同时reduceByKey操作会有一个本地预聚合的操作,所以是一个shuffle dependency宽依赖shuffle操作。
//使用reduceByKey对不同地区的学生进行分组
def rbk(sc: SparkContext): Unit = {
val stuRDD = sc.parallelize(List(
"张三,23,bj",
"李四,24,sh",
"王五,25,sz",
"赵六,26,sh",
"周七,27,bj",
"李八,28,sh"
))
println(stuRDD)
val class2Info: RDD[(String, String)] = stuRDD.map(line => {
val index = line.lastIndexOf(",")
val cls = line.substring(index + 1)
val info = line.substring(0, index)
(cls, info)
})
val cls2InfoStr: RDD[(String, String)] = class2Info.reduceByKey((infos, info) => s"${infos}|${info}")
cls2InfoStr.map { case (cls, info) => {
(cls, info.split("\\|").toIterable)
}
}.foreach { case (cls, stus) => {
println(s"class: ${cls}, stus: ${stus}")
}
}
}
9.combineByKey
这是spark最底层的聚合算子之一,按照key进行各种各样的聚合操作,spark提供的很多高阶算子,都是基于该算子实现的。
def combineByKey[C](
createCombiner: V => C,
mergeValue: (C, V) => C,
mergeCombiners: (C, C) => C): RDD[(K, C)] = {
......
}
上述源码便是combineByKey的定义,是将一个类型为[(K, V)]的RDD聚合转化为[(K, C)]的类型,也就是按照K来进行聚合。这里的V是聚合前的类型,C聚合之后的类型。

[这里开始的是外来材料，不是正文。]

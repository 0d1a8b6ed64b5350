// crates/tw_foundation/src/error.rs

//! 错误处理模块，定义统一错误类型
//!
//! 提供 `TwError` 枚举和 `TwResult` 类型别名，用于整个项目的错误处理。
//!
//! # 设计原则
//!
//! 1. **快速失败**: 配置类错误在构造期拒绝（对数、除法在非正系数下无定义）
//! 2. **只留可达变体**: 枚举只包含组件实际产生的错误类别
//! 3. **边界清晰**: 数值奇异（近零壁距/粘性）不属于错误，由 IEEE 特殊值
//!    传播，诊断责任在调用方
//!
//! # 示例
//!
//! ```
//! use tw_foundation::error::{TwError, TwResult};
//!
//! fn resolve_cmu(value: f64) -> TwResult<f64> {
//!     if value <= 0.0 {
//!         return Err(TwError::invalid_config("Cmu", value.to_string(), "必须为正数"));
//!     }
//!     Ok(value)
//! }
//!
//! assert!(resolve_cmu(0.09).is_ok());
//! assert!(resolve_cmu(-0.09).is_err());
//! ```

use thiserror::Error;

/// 统一结果类型
pub type TwResult<T> = Result<T, TwError>;

/// TurbWall 错误类型
///
/// 核心错误类型，用于整个项目。所有变体都对应构造期或入参校验失败，
/// 数值核心内部不产生错误。
#[derive(Error, Debug)]
pub enum TwError {
    /// 配置值无效
    #[error("配置值无效: {key}={value}, 原因: {reason}")]
    InvalidConfig {
        /// 配置键名
        key: String,
        /// 配置值
        value: String,
        /// 无效原因说明
        reason: String,
    },

    /// 数组大小不匹配
    #[error("数组大小不匹配: {name} 期望{expected}, 实际{actual}")]
    SizeMismatch {
        /// 数据名称
        name: &'static str,
        /// 期望大小
        expected: usize,
        /// 实际大小
        actual: usize,
    },

    /// 索引越界
    #[error("索引越界: {index_type} 索引 {index} 超出范围 0..{len}")]
    IndexOutOfBounds {
        /// 索引类别描述
        index_type: &'static str,
        /// 访问的索引
        index: usize,
        /// 上界（长度）
        len: usize,
    },
}

// ========================================================================
// 便捷构造方法
// ========================================================================

impl TwError {
    /// 配置值无效
    pub fn invalid_config(
        key: impl Into<String>,
        value: impl Into<String>,
        reason: impl Into<String>,
    ) -> Self {
        Self::InvalidConfig {
            key: key.into(),
            value: value.into(),
            reason: reason.into(),
        }
    }

    /// 数组大小不匹配
    pub fn size_mismatch(name: &'static str, expected: usize, actual: usize) -> Self {
        Self::SizeMismatch {
            name,
            expected,
            actual,
        }
    }

    /// 索引越界
    pub fn index_out_of_bounds(index_type: &'static str, index: usize, len: usize) -> Self {
        Self::IndexOutOfBounds {
            index_type,
            index,
            len,
        }
    }
}

// ========================================================================
// 验证辅助方法
// ========================================================================

impl TwError {
    /// 检查数组大小是否匹配
    #[inline]
    pub fn check_size(name: &'static str, expected: usize, actual: usize) -> TwResult<()> {
        if expected != actual {
            Err(Self::size_mismatch(name, expected, actual))
        } else {
            Ok(())
        }
    }

    /// 检查索引是否在范围内
    #[inline]
    pub fn check_index(index_type: &'static str, index: usize, len: usize) -> TwResult<()> {
        if index >= len {
            Err(Self::index_out_of_bounds(index_type, index, len))
        } else {
            Ok(())
        }
    }
}

// ========================================================================
// 测试
// ========================================================================

#[cfg(test)]
mod tests {
    use super::*;

    #[test]
    fn test_invalid_config_display() {
        let err = TwError::invalid_config("kappa", "-0.41", "必须为正数");
        let msg = err.to_string();
        assert!(msg.contains("kappa"));
        assert!(msg.contains("-0.41"));
        assert!(msg.contains("必须为正数"));
    }

    #[test]
    fn test_size_mismatch_display() {
        let err = TwError::size_mismatch("samples", 10, 5);
        let msg = err.to_string();
        assert!(msg.contains("samples"));
        assert!(msg.contains("10"));
        assert!(msg.contains("5"));
    }

    #[test]
    fn test_check_size() {
        assert!(TwError::check_size("samples", 10, 10).is_ok());
        assert!(TwError::check_size("samples", 10, 5).is_err());
    }

    #[test]
    fn test_check_index() {
        assert!(TwError::check_index("Cell", 5, 10).is_ok());
        assert!(TwError::check_index("Cell", 10, 10).is_err());
    }
}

如何理解聚合函数?切入点就是如何理解分布式计算?总—>分—>总
createCombiner: V => C, 相同的Key在分区中会调用一次该函数,用于创建聚合之后的类型,为了和后续Key相同的数据进行聚合
mergeValue: (C, V) => C, 在相同分区中基于上述createCombiner基础之上的局部聚合
mergeCombiners: (C, C) => C) 将每个分区中相同key聚合的结果在分区间进行全局聚合
所以combineByKey就是分布式计算。
CombineByKey模拟groupByKey
package blog
import org.apache.spark.rdd.RDD
import org.apache.spark.{SparkConf, SparkContext}
import scala.collection.mutable.ArrayBuffer
/**
*CombineByKey模拟groupByKey
*/
object CombineByKey2GroupByKey {
def main(args: Array[String]): Unit = {
val conf = new SparkConf()
.setAppName(s"${CombineByKey2GroupByKey.getClass.getSimpleName}")
.setMaster("local[*]")
val sc = new SparkContext(conf)
cbk2Gbk(sc)
sc.stop()
}
def cbk2Gbk(sc: SparkContext): Unit = {
val stuRDD = sc.parallelize(List(
"张三,23,bj",
"李四,24,sh",
"王五,25,sz",
"赵六,26,sh",
"周七,27,bj",
"李八,28,sh"
))
val class2Info: RDD[(String, String)] = stuRDD.map(line => {
val index = line.lastIndexOf(",")
val cls = line.substring(index + 1)
val info = line.substring(0, index)
(cls, line)
})
class2Info.saveAsTextFile("file:///F:/test/sparkout")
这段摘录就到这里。